Problem description:
From the records below, output exactly the lines running from the line containing "-> Result<Document, ReportError>" through the line containing "let document = store", and no others.

Data entries
#####

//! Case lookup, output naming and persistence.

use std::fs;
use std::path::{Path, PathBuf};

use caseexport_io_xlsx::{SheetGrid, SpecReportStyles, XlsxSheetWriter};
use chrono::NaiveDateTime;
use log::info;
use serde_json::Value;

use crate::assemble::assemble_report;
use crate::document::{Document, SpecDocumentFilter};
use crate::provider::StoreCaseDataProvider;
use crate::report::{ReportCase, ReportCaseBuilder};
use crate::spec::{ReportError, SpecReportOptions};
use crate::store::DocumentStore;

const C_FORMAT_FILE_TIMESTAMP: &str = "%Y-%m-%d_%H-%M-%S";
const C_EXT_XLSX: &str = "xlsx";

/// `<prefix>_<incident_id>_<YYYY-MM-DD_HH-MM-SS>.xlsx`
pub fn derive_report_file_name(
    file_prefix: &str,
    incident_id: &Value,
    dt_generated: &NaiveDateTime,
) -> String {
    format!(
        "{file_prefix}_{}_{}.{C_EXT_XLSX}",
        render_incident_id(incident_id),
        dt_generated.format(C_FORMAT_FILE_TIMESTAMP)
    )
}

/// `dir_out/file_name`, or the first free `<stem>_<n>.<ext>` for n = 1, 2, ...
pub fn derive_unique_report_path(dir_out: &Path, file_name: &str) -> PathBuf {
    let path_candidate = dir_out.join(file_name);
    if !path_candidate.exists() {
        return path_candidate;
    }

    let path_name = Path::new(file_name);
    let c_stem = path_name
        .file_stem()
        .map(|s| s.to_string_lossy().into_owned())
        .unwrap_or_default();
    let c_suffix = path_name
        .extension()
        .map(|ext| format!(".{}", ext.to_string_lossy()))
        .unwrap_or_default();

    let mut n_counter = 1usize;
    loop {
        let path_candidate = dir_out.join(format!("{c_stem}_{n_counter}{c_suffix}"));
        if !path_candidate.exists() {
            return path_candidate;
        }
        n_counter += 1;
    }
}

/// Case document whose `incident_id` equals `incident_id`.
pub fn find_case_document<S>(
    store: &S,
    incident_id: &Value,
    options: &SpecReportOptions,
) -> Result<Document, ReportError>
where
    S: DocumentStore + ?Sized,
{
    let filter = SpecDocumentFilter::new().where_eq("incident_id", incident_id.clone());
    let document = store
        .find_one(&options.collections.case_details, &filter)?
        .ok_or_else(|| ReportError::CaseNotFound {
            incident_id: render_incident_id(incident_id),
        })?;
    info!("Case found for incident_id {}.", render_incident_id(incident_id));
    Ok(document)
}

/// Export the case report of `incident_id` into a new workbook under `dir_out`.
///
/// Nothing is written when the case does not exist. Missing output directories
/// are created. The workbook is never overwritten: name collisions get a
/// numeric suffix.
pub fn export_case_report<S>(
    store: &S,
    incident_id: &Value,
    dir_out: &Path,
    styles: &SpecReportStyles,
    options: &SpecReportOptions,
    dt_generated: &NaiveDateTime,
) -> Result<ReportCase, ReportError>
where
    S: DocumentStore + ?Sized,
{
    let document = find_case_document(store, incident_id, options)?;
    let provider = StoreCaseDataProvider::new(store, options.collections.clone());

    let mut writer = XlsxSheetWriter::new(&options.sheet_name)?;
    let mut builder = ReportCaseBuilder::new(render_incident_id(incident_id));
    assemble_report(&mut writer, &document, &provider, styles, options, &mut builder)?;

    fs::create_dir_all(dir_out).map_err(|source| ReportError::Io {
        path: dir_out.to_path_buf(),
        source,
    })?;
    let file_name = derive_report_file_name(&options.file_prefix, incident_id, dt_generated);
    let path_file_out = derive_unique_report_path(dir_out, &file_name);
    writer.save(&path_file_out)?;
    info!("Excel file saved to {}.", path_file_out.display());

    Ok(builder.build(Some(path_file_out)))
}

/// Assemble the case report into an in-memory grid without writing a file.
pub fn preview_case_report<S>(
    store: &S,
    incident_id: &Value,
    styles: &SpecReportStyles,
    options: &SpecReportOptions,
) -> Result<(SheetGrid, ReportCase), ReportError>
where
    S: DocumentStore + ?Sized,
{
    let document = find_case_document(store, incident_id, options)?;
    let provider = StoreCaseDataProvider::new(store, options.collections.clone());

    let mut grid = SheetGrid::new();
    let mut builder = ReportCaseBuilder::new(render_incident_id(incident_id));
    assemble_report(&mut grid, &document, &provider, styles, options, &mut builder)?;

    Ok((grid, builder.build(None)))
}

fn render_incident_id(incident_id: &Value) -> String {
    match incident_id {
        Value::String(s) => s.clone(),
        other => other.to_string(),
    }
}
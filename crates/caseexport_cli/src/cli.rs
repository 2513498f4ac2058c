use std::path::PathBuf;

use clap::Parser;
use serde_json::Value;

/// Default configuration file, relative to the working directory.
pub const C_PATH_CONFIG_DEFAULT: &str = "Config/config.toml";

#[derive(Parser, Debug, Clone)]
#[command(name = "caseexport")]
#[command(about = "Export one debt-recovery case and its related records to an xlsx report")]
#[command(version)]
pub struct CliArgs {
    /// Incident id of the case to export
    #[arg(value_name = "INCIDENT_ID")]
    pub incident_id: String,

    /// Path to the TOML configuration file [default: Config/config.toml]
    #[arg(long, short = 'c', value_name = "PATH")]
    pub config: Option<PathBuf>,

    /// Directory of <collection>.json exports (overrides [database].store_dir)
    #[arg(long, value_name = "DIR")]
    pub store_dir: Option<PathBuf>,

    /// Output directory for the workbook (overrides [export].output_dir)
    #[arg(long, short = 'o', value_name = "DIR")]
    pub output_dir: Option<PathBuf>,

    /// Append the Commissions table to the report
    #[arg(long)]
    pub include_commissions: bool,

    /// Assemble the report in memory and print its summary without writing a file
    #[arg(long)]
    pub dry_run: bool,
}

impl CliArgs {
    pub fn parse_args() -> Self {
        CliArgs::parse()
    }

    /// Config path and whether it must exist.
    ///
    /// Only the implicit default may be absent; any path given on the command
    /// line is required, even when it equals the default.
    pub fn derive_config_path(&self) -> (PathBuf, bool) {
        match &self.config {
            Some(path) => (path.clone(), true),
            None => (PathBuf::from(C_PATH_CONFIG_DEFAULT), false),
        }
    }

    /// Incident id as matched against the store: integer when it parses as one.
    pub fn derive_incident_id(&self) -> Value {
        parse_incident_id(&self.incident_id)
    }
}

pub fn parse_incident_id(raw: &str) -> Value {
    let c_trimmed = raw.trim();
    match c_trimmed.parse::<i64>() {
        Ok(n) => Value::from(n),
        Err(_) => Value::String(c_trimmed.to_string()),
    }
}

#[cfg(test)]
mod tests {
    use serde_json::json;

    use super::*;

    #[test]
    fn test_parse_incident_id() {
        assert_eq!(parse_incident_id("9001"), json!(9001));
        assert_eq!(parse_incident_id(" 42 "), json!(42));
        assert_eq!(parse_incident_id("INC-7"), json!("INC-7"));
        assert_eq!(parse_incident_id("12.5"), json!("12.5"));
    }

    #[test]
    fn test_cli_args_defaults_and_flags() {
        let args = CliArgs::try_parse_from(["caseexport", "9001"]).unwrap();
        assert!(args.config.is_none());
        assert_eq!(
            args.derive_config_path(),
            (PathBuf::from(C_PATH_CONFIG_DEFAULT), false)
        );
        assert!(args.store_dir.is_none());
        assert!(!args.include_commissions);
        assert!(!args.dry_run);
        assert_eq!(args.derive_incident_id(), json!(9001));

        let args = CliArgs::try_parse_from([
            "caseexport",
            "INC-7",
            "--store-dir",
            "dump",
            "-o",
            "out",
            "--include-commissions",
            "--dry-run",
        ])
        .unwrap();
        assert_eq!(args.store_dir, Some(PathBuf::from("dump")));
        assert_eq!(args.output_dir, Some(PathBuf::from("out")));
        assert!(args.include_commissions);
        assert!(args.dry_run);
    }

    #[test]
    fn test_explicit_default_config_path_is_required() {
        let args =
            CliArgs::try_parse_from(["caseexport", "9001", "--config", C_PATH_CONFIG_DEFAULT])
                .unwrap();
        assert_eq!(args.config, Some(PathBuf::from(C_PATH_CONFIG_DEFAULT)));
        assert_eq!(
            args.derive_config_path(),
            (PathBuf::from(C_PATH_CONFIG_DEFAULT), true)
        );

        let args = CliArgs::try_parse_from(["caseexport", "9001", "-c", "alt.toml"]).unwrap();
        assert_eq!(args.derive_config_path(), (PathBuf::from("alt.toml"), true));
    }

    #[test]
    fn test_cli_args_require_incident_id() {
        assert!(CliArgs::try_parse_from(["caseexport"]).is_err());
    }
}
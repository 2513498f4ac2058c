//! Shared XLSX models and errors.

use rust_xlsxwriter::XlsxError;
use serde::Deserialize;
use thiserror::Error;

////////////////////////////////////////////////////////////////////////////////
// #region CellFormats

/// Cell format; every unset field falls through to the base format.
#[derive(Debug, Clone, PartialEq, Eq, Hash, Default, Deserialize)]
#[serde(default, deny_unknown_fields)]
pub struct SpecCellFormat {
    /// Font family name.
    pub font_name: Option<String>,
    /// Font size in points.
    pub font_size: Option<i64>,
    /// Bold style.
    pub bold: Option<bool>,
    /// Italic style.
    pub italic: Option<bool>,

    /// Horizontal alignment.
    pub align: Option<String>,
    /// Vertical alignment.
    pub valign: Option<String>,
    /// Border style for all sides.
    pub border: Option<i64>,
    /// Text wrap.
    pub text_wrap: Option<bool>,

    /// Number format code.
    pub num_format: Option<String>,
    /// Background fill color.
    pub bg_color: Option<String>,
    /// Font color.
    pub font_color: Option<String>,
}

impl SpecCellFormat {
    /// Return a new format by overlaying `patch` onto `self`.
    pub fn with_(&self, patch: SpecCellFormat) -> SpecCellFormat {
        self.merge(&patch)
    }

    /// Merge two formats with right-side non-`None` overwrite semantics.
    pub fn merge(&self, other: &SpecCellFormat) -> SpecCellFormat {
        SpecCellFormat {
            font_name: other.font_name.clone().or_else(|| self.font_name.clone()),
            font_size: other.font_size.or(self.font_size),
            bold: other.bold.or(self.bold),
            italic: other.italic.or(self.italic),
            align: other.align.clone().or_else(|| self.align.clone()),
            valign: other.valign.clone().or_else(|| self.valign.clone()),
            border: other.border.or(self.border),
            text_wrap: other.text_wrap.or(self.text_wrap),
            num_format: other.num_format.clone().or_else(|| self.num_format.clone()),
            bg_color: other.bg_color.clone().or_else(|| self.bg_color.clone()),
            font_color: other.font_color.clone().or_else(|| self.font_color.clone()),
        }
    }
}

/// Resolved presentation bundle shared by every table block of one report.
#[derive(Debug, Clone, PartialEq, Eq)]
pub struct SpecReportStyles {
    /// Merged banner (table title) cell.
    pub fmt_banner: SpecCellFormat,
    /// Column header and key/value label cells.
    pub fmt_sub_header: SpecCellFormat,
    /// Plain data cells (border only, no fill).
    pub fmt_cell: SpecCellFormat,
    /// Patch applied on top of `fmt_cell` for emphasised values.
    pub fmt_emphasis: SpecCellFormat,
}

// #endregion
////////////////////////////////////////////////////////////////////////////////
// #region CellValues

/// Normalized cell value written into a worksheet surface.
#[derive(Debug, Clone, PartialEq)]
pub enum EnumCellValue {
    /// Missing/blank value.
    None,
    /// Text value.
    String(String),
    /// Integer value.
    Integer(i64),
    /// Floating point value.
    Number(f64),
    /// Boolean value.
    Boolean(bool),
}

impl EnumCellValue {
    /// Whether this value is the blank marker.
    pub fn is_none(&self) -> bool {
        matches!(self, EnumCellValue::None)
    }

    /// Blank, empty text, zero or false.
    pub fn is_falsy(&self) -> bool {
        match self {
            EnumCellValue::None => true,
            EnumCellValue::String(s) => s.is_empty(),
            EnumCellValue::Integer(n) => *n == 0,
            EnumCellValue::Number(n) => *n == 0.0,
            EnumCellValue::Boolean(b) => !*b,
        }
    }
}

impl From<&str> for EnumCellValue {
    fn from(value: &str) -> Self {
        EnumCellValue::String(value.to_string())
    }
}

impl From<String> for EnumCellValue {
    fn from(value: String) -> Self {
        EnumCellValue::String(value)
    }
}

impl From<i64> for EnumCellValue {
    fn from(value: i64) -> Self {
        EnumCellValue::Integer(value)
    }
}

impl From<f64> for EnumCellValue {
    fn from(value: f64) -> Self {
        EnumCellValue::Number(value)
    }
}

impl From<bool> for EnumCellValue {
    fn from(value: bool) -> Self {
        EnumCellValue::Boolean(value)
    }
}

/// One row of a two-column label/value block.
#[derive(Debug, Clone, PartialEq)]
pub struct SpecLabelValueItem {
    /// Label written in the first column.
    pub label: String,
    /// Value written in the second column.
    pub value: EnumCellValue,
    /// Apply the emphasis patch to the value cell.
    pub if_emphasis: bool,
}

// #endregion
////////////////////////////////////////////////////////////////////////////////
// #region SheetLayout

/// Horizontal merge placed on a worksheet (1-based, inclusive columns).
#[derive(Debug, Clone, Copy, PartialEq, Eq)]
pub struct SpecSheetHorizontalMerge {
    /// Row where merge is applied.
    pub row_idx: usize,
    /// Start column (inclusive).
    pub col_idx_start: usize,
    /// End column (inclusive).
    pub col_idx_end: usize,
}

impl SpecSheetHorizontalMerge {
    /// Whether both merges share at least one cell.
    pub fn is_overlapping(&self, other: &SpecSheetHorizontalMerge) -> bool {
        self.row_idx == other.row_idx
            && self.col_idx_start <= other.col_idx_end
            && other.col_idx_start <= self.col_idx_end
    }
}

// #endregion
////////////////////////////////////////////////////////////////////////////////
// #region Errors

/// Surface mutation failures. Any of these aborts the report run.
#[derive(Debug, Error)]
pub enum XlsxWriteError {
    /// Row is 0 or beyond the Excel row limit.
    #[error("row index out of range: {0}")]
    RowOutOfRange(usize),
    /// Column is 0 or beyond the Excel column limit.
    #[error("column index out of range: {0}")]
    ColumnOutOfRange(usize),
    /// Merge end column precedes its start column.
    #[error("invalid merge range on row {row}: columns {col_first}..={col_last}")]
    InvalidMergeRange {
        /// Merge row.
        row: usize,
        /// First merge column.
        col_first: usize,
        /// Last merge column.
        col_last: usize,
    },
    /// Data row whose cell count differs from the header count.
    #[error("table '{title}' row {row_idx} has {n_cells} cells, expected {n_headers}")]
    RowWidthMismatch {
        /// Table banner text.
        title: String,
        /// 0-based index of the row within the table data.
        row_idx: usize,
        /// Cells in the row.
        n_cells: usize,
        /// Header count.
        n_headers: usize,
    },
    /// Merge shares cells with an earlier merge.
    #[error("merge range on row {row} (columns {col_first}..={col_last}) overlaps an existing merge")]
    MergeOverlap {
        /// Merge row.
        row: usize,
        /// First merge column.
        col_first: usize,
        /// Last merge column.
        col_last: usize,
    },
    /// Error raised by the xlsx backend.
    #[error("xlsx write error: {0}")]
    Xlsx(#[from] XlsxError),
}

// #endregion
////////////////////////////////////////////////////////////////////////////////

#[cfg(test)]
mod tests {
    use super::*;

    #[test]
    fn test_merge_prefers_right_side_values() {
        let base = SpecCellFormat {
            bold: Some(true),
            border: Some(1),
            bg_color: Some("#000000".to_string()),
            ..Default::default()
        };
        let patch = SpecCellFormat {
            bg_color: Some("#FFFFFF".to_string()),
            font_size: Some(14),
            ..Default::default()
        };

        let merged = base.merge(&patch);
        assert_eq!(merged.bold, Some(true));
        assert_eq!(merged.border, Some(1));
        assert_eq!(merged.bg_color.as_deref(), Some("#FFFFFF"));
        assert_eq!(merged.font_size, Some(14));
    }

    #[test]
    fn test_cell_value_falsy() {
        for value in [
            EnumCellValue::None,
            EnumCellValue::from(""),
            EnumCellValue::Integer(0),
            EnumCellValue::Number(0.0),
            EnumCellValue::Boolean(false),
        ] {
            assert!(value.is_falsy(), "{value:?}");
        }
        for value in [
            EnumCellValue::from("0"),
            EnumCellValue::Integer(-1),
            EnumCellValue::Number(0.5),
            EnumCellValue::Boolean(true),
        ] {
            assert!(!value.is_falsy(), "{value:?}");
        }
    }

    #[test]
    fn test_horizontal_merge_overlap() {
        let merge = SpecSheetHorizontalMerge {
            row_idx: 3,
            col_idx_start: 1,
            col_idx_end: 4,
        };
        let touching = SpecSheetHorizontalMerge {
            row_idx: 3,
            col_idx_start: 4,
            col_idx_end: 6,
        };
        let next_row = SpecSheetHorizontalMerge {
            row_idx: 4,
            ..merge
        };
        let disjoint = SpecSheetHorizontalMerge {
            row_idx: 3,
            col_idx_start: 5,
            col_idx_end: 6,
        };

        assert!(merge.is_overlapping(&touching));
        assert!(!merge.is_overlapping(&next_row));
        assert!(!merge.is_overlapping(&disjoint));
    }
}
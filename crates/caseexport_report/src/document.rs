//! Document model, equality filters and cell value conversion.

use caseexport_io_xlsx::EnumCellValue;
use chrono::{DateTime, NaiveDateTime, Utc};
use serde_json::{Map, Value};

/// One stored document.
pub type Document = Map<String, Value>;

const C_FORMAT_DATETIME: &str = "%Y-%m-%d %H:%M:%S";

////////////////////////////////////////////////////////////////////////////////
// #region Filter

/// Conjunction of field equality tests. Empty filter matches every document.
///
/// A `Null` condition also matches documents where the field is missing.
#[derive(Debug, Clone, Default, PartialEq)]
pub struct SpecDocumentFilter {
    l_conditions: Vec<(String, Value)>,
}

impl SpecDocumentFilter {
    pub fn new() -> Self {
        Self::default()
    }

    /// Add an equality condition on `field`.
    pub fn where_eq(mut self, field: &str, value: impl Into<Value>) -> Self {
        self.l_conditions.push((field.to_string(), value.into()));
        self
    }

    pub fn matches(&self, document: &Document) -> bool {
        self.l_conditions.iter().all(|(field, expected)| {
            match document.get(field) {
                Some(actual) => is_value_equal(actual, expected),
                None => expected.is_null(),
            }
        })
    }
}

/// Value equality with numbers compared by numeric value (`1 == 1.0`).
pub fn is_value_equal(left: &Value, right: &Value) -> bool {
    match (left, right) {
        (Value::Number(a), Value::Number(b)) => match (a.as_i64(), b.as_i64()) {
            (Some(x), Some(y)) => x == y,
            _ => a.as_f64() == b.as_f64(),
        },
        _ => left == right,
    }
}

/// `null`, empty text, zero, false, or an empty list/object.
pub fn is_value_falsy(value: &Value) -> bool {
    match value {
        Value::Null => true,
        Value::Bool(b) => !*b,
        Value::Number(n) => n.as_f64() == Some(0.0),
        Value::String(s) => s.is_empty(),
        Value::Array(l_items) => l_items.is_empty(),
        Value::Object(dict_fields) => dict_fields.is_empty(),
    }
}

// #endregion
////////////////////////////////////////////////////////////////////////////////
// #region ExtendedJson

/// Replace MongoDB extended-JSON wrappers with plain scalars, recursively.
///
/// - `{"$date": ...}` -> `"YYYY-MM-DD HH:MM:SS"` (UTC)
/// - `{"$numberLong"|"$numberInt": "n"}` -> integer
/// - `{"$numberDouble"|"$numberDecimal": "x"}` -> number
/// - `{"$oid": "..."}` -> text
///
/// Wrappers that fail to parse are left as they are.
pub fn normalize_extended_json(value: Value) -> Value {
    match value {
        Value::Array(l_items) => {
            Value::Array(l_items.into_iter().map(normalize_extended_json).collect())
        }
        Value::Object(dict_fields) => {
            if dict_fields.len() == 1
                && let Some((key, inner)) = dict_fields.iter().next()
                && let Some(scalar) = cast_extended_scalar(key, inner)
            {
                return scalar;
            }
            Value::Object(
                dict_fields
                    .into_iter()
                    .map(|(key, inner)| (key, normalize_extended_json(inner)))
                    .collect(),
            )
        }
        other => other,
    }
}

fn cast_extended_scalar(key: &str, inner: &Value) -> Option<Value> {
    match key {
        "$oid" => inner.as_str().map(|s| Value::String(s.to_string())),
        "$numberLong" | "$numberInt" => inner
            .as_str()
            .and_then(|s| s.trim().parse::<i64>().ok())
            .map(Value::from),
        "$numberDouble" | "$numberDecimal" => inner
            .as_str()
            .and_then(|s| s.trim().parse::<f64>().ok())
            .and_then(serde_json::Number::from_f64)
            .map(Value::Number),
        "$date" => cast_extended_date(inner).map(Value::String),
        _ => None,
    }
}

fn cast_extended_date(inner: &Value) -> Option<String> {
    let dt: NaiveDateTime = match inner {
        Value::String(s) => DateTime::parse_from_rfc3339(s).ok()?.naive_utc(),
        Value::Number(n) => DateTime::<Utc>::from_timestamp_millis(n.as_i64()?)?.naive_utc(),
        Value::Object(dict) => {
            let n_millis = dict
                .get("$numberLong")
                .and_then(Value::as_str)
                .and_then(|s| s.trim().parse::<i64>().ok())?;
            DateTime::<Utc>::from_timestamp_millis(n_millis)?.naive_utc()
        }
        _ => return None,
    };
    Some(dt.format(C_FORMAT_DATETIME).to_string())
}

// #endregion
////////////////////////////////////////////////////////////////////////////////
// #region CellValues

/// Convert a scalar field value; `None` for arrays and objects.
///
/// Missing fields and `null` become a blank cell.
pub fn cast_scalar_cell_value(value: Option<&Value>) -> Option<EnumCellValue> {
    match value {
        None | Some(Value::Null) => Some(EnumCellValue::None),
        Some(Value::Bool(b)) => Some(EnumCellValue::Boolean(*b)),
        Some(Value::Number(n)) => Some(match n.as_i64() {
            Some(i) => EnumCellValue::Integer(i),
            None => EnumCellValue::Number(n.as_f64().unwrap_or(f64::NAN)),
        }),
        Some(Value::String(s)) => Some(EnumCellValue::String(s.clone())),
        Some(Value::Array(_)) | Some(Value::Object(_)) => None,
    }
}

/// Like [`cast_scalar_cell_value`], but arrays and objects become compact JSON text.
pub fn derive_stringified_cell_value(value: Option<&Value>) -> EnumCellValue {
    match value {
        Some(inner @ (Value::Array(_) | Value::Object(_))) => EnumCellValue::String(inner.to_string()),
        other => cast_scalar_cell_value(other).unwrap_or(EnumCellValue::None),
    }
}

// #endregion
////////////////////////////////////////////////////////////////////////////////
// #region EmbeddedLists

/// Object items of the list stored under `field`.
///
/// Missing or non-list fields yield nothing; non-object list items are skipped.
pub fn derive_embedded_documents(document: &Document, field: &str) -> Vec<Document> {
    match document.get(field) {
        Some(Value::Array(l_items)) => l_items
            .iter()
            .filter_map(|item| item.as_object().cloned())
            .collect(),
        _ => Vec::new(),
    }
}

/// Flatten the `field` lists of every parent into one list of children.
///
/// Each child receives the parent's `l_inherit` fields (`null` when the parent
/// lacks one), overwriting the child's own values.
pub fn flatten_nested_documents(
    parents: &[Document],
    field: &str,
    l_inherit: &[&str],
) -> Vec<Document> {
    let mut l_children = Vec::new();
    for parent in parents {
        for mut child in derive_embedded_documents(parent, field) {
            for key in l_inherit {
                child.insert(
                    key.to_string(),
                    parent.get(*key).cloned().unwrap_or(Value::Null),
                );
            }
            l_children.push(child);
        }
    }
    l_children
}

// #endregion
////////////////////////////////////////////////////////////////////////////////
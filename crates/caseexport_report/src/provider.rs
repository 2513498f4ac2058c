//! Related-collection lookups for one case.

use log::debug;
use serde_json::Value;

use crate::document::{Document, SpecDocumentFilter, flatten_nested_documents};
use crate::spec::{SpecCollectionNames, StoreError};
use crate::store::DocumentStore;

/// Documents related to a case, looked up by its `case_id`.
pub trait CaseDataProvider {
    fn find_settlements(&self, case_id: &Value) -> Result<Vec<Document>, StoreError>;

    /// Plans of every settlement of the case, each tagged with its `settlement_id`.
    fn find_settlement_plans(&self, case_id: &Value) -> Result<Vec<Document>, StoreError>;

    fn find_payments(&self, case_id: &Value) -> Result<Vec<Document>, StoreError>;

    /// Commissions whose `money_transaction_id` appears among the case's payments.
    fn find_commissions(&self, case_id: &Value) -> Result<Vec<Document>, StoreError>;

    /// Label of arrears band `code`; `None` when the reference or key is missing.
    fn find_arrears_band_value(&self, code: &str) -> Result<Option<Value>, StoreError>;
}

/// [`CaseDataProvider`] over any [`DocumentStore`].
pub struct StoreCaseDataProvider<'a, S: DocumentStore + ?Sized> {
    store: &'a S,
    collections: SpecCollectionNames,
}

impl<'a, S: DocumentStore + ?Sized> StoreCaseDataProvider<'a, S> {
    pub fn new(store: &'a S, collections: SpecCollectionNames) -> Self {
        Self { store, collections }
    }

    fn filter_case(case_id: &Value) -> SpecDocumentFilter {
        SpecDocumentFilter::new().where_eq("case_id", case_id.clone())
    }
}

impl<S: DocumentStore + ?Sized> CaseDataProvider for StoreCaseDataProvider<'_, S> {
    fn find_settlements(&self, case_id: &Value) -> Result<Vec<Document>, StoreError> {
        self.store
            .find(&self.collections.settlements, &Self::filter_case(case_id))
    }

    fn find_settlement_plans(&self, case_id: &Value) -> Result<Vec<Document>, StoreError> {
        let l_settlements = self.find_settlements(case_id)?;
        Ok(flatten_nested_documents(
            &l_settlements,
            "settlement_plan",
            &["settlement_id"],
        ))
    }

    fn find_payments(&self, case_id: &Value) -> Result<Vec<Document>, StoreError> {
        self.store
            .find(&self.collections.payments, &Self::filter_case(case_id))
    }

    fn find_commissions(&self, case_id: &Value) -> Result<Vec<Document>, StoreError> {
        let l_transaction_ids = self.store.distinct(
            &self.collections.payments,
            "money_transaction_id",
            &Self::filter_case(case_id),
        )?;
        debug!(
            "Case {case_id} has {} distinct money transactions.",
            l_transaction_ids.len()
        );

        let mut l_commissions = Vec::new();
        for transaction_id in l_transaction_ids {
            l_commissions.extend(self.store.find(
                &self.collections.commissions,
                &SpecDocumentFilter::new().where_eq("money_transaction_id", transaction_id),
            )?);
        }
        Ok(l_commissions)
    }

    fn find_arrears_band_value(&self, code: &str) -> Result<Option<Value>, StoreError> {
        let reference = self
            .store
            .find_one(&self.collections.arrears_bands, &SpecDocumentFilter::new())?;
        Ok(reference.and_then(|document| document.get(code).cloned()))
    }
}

#####

Output for this exercise:
) -> Result<Document, ReportError>
where
    S: DocumentStore + ?Sized,
{
    let filter = SpecDocumentFilter::new().where_eq("incident_id", incident_id.clone());
    let document = store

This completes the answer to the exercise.